The political situation

The Obama administration has already come under fire for what Republicans say have been delay tactics in terms of waiting until after the election to release a key natural-gas export study, which will examine many issues including the impact of natural gas exporting on the domestic economy. (For a comprehensive look at the impact of Obama’s victory on renewable energy interests, see “The government’s impact on the renewable-energy industry, post-2012 election.”)

Some natural gas exportation is currently allowed, but Republicans want an accelerated approval process for licenses to export and likely a large scale permitting process that will expedite the construction of export terminals. They want exporters to be able to easily send natural gas to countries the U.S. doesn’t have trade agreements with.

Natural gas prices hit a 10 year low earlier this year, ducking briefly under $2 per thousand cubic feet.  The cause of this newfound cheap gas has been innovations in horizontal well drilling, hydraulic fracking, and the discovery of shale gas not just in Pennsylvania, but in North Dakota and Texas.

And with natural gas drilling exploding, the companies behind all that exploration want demand to catch up with supply. The quickest way to do that is to start exporting natural gas, particularly liquefied natural gas (LNG), to energy hungry countries like Japan, which saw its imports surge post-Fukushima. Allowing all that gas to trade on the global market, will, no doubt, send natural gas prices north.

Strange friends

Climate change advocates are largely opposed to natural gas exporting because they worry it will encourage global natural gas consumption, which could worsen warming not to mention the fact that fracking has local environmental consequences. The Sierra Club is actively trying to block a permit to Cheniere Energy to export LNG at a terminal in Sabine Pass in Lousiana.  It’s currently an import terminal, but in a sign of which way the wind is blowing, Cheniere plans to convert it to an export terminal in 2015.

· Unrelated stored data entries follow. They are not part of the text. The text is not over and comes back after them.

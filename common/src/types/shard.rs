use std::{cmp::Ordering, fmt, marker::PhantomData, str::FromStr};

use compact_str::{CompactString, ToCompactString};

use super::{
    Constraint, ValidationError,
    strings::{ExclusiveStartProps, NameProps, StrProps, check_identifier, impl_str_newtype},
};
use crate::caps;

#[derive(Clone, PartialEq, Eq, PartialOrd, Ord, Hash)]
pub struct ShardIdStr<T: StrProps>(CompactString, PhantomData<T>);

impl<T: StrProps> TryFrom<CompactString> for ShardIdStr<T> {
    type Error = ValidationError;

    fn try_from(id: CompactString) -> Result<Self, Self::Error> {
        check_identifier(Self::field_name(), &id, caps::MAX_SHARD_ID_LEN)?;
        Ok(Self(id, PhantomData))
    }
}

impl_str_newtype!(ShardIdStr, "ShardId", "ExclusiveStartShardId");

pub type ShardId = ShardIdStr<NameProps>;

pub type ExclusiveStartShardId = ShardIdStr<ExclusiveStartProps>;

impl ShardId {
    /// Conventional id for the `index`-th shard ever created in a stream.
    pub fn from_index(index: u64) -> Self {
        Self(format!("shardId-{index:012}").into(), PhantomData)
    }
}

/// A position in the 128-bit hash key space, written as a decimal string on the wire.
#[derive(Debug, Clone, Copy, PartialEq, Eq, PartialOrd, Ord, Hash)]
pub struct HashKey(u128);

impl HashKey {
    pub const MIN: Self = Self(0);
    pub const MAX: Self = Self(u128::MAX);

    pub const fn new(value: u128) -> Self {
        Self(value)
    }

    pub const fn get(self) -> u128 {
        self.0
    }

    fn parse_field(field: &'static str, s: &str) -> Result<Self, ValidationError> {
        if s.is_empty() || !s.bytes().all(|b| b.is_ascii_digit()) {
            return Err(ValidationError::new(field, Constraint::Pattern("[0-9]+"), s));
        }
        s.parse::<u128>().map(Self).map_err(|_| {
            ValidationError::new(
                field,
                Constraint::Range {
                    min: 0,
                    max: u128::MAX,
                },
                s,
            )
        })
    }
}

impl FromStr for HashKey {
    type Err = ValidationError;

    fn from_str(s: &str) -> Result<Self, Self::Err> {
        Self::parse_field("HashKey", s)
    }
}

impl fmt::Display for HashKey {
    fn fmt(&self, f: &mut fmt::Formatter<'_>) -> fmt::Result {
        write!(f, "{}", self.0)
    }
}

impl serde::Serialize for HashKey {
    fn serialize<S>(&self, serializer: S) -> Result<S::Ok, S::Error>
    where
        S: serde::Serializer,
    {
        serializer.serialize_str(&self.0.to_compact_string())
    }
}

impl<'de> serde::Deserialize<'de> for HashKey {
    fn deserialize<D>(deserializer: D) -> Result<Self, D::Error>
    where
        D: serde::Deserializer<'de>,
    {
        let s = CompactString::deserialize(deserializer)?;
        s.parse().map_err(serde::de::Error::custom)
    }
}

/// Inclusive range of hash keys owned by one shard.
#[derive(Debug, Clone, Copy, PartialEq, Eq, Hash)]
pub struct HashKeyRange {
    starting: HashKey,
    ending: HashKey,
}

impl HashKeyRange {
    pub const FULL: Self = Self {
        starting: HashKey::MIN,
        ending: HashKey::MAX,
    };

    pub fn new(starting: HashKey, ending: HashKey) -> Result<Self, ValidationError> {
        if starting > ending {
            return Err(ValidationError::new(
                "HashKeyRange",
                Constraint::Ordering("StartingHashKey <= EndingHashKey"),
                format_args!("[{starting}, {ending}]"),
            ));
        }
        Ok(Self { starting, ending })
    }

    pub fn parse(starting: &str, ending: &str) -> Result<Self, ValidationError> {
        let starting = HashKey::parse_field("StartingHashKey", starting)?;
        let ending = HashKey::parse_field("EndingHashKey", ending)?;
        Self::new(starting, ending)
    }

    pub fn starting(&self) -> HashKey {
        self.starting
    }

    pub fn ending(&self) -> HashKey {
        self.ending
    }

    pub fn contains(&self, key: HashKey) -> bool {
        self.starting <= key && key <= self.ending
    }

    /// Splits the whole key space into `count` contiguous ranges of near-equal width.
    /// The last range absorbs the remainder.
    pub fn partition(count: u32) -> Vec<Self> {
        let count = u128::from(count.max(1));
        let step = u128::MAX / count;
        (0..count)
            .map(|i| Self {
                starting: HashKey(i * step),
                ending: if i + 1 == count {
                    HashKey::MAX
                } else {
                    HashKey((i + 1) * step - 1)
                },
            })
            .collect()
    }

    /// Checks that `ranges` tile the whole key space: sorted by starting key, they
    /// must begin at zero, end at the maximum, and abut without gaps or overlap.
    pub fn check_coverage<'a>(
        ranges: impl IntoIterator<Item = &'a HashKeyRange>,
    ) -> Result<(), ValidationError> {
        let mut ranges: Vec<_> = ranges.into_iter().copied().collect();
        ranges.sort_by_key(|r| r.starting);

        let gap = |at: u128| {
            ValidationError::new("HashKeyRange", Constraint::Coverage, format_args!("{at}"))
        };

        let mut next = Some(0u128);
        for range in ranges {
            match next {
                Some(expected) if range.starting.0 == expected => {
                    next = range.ending.0.checked_add(1);
                }
                Some(expected) => return Err(gap(expected)),
                None => return Err(gap(range.starting.0)),
            }
        }
        match next {
            None => Ok(()),
            Some(expected) => Err(gap(expected)),
        }
    }
}

/// Decimal sequence number of a record, compared numerically.
#[derive(Clone, PartialEq, Eq, Hash)]
pub struct SequenceNumber(CompactString);

impl SequenceNumber {
    const PATTERN: &'static str = "0|[1-9][0-9]{0,128}";

    fn parse_field(field: &'static str, s: CompactString) -> Result<Self, ValidationError> {
        let well_formed = !s.is_empty()
            && s.len() <= caps::MAX_SEQUENCE_NUMBER_DIGITS
            && s.bytes().all(|b| b.is_ascii_digit())
            && (s.len() == 1 || !s.starts_with('0'));
        if !well_formed {
            return Err(ValidationError::new(field, Constraint::Pattern(Self::PATTERN), s));
        }
        Ok(Self(s))
    }
}

impl From<u128> for SequenceNumber {
    fn from(value: u128) -> Self {
        Self(value.to_compact_string())
    }
}

impl TryFrom<CompactString> for SequenceNumber {
    type Error = ValidationError;

    fn try_from(s: CompactString) -> Result<Self, Self::Error> {
        Self::parse_field("SequenceNumber", s)
    }
}

impl FromStr for SequenceNumber {
    type Err = ValidationError;

    fn from_str(s: &str) -> Result<Self, Self::Err> {
        s.to_compact_string().try_into()
    }
}

impl Ord for SequenceNumber {
    fn cmp(&self, other: &Self) -> Ordering {
        // Canonical decimals: a longer string is always the larger number.
        self.0
            .len()
            .cmp(&other.0.len())
            .then_with(|| self.0.cmp(&other.0))
    }
}

impl PartialOrd for SequenceNumber {
    fn partial_cmp(&self, other: &Self) -> Option<Ordering> {
        Some(self.cmp(other))
    }
}

impl fmt::Debug for SequenceNumber {
    fn fmt(&self, f: &mut fmt::Formatter<'_>) -> fmt::Result {
        f.write_str(&self.0)
    }
}

impl fmt::Display for SequenceNumber {
    fn fmt(&self, f: &mut fmt::Formatter<'_>) -> fmt::Result {
        f.write_str(&self.0)
    }
}

impl AsRef<str> for SequenceNumber {
    fn as_ref(&self) -> &str {
        &self.0
    }
}

impl serde::Serialize for SequenceNumber {
    fn serialize<S>(&self, serializer: S) -> Result<S::Ok, S::Error>
    where
        S: serde::Serializer,
    {
        serializer.serialize_str(&self.0)
    }
}

impl<'de> serde::Deserialize<'de> for SequenceNumber {
    fn deserialize<D>(deserializer: D) -> Result<Self, D::Error>
    where
        D: serde::Deserializer<'de>,
    {
        let s = CompactString::deserialize(deserializer)?;
        s.try_into().map_err(serde::de::Error::custom)
    }
}

#[derive(Debug, Clone, PartialEq, Eq, Hash)]
pub struct SequenceNumberRange {
    starting: SequenceNumber,
    ending: Option<SequenceNumber>,
}

impl SequenceNumberRange {
    pub fn open(starting: SequenceNumber) -> Self {
        Self {
            starting,
            ending: None,
        }
    }

    pub fn new(
        starting: SequenceNumber,
        ending: Option<SequenceNumber>,
    ) -> Result<Self, ValidationError> {
        if let Some(end) = &ending
            && *end < starting
        {
            return Err(ValidationError::new(
                "SequenceNumberRange",
                Constraint::Ordering("StartingSequenceNumber <= EndingSequenceNumber"),
                format_args!("[{starting}, {end}]"),
            ));
        }
        Ok(Self { starting, ending })
    }

    pub fn starting(&self) -> &SequenceNumber {
        &self.starting
    }

    pub fn ending(&self) -> Option<&SequenceNumber> {
        self.ending.as_ref()
    }

    pub fn is_open(&self) -> bool {
        self.ending.is_none()
    }

    /// Fixes the ending sequence number. Closing an already closed range keeps
    /// the original ending.
    pub fn close(self, ending: SequenceNumber) -> Result<Self, ValidationError> {
        match self.ending {
            Some(_) => Ok(self),
            None => Self::new(self.starting, Some(ending)),
        }
    }
}

#[derive(Debug, Clone, PartialEq, Eq)]
pub struct Shard {
    pub shard_id: ShardId,
    pub parent_shard_id: Option<ShardId>,
    pub adjacent_parent_shard_id: Option<ShardId>,
    pub hash_key_range: HashKeyRange,
    pub sequence_number_range: SequenceNumberRange,
}

impl Shard {
    pub fn is_open(&self) -> bool {
        self.sequence_number_range.is_open()
    }

    /// Checks that the open shards among `shards` tile the hash key space.
    pub fn check_open_coverage<'a>(
        shards: impl IntoIterator<Item = &'a Shard>,
    ) -> Result<(), ValidationError> {
        HashKeyRange::check_coverage(
            shards
                .into_iter()
                .filter(|s| s.is_open())
                .map(|s| &s.hash_key_range),
        )
    }
}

But those on the green side of the equation find themselves with an unfamiliar ally. The U.S. manufacturing sector is also deeply opposed to natural gas exporting because cheap natural gas is fueling what companies like Dow Chemical view as a manufacturing renaissance in America. And they fear exporting natural gas will be the end of a dirt cheap feedstock needed by manufacturing plants here in the U.S.

And in an even stranger twist, renewable energy companies like First Solar and Vestas should want exactly what the natural gas industry wants, which is to export as much gas as possible so that prices head upwards and wind, solar, geothermal and biomass remain more cost competitive.

Coal power plants are on the way out as in just the last four years, coal generation as a share of the nation’s electricity generation fell from 50 percent to 38 percent, while natural gas rose from 20 percent to 29 percent. The Energy Information Administration (EIA) has reported that increased exports of natural gas would raise electricity bills between 1 and 3 percent annually from 2015 to 2035.

Rising utility bills under a natural gas export plan would actually be the best thing for renewable energy developers, if perhaps not the best thing for die hard climate change advocates that want to limit the burning of any and all hydrocarbons. But the sequestration of natural gas domestically is effectively market manipulation and creates the perverse incentive of keeping the price of a fossil fuel artificially low so that we can burn more of it here at home.

None of this is a replacement for strong federal investment in renewable energy research and deployment. But in the grand scheme of things letting the price of natural gas reach its natural price in a global market is the most honest approach to accurately assessing our cost of burning fossil fuels and the best thing for renewable energy developers who must compete against those fuels.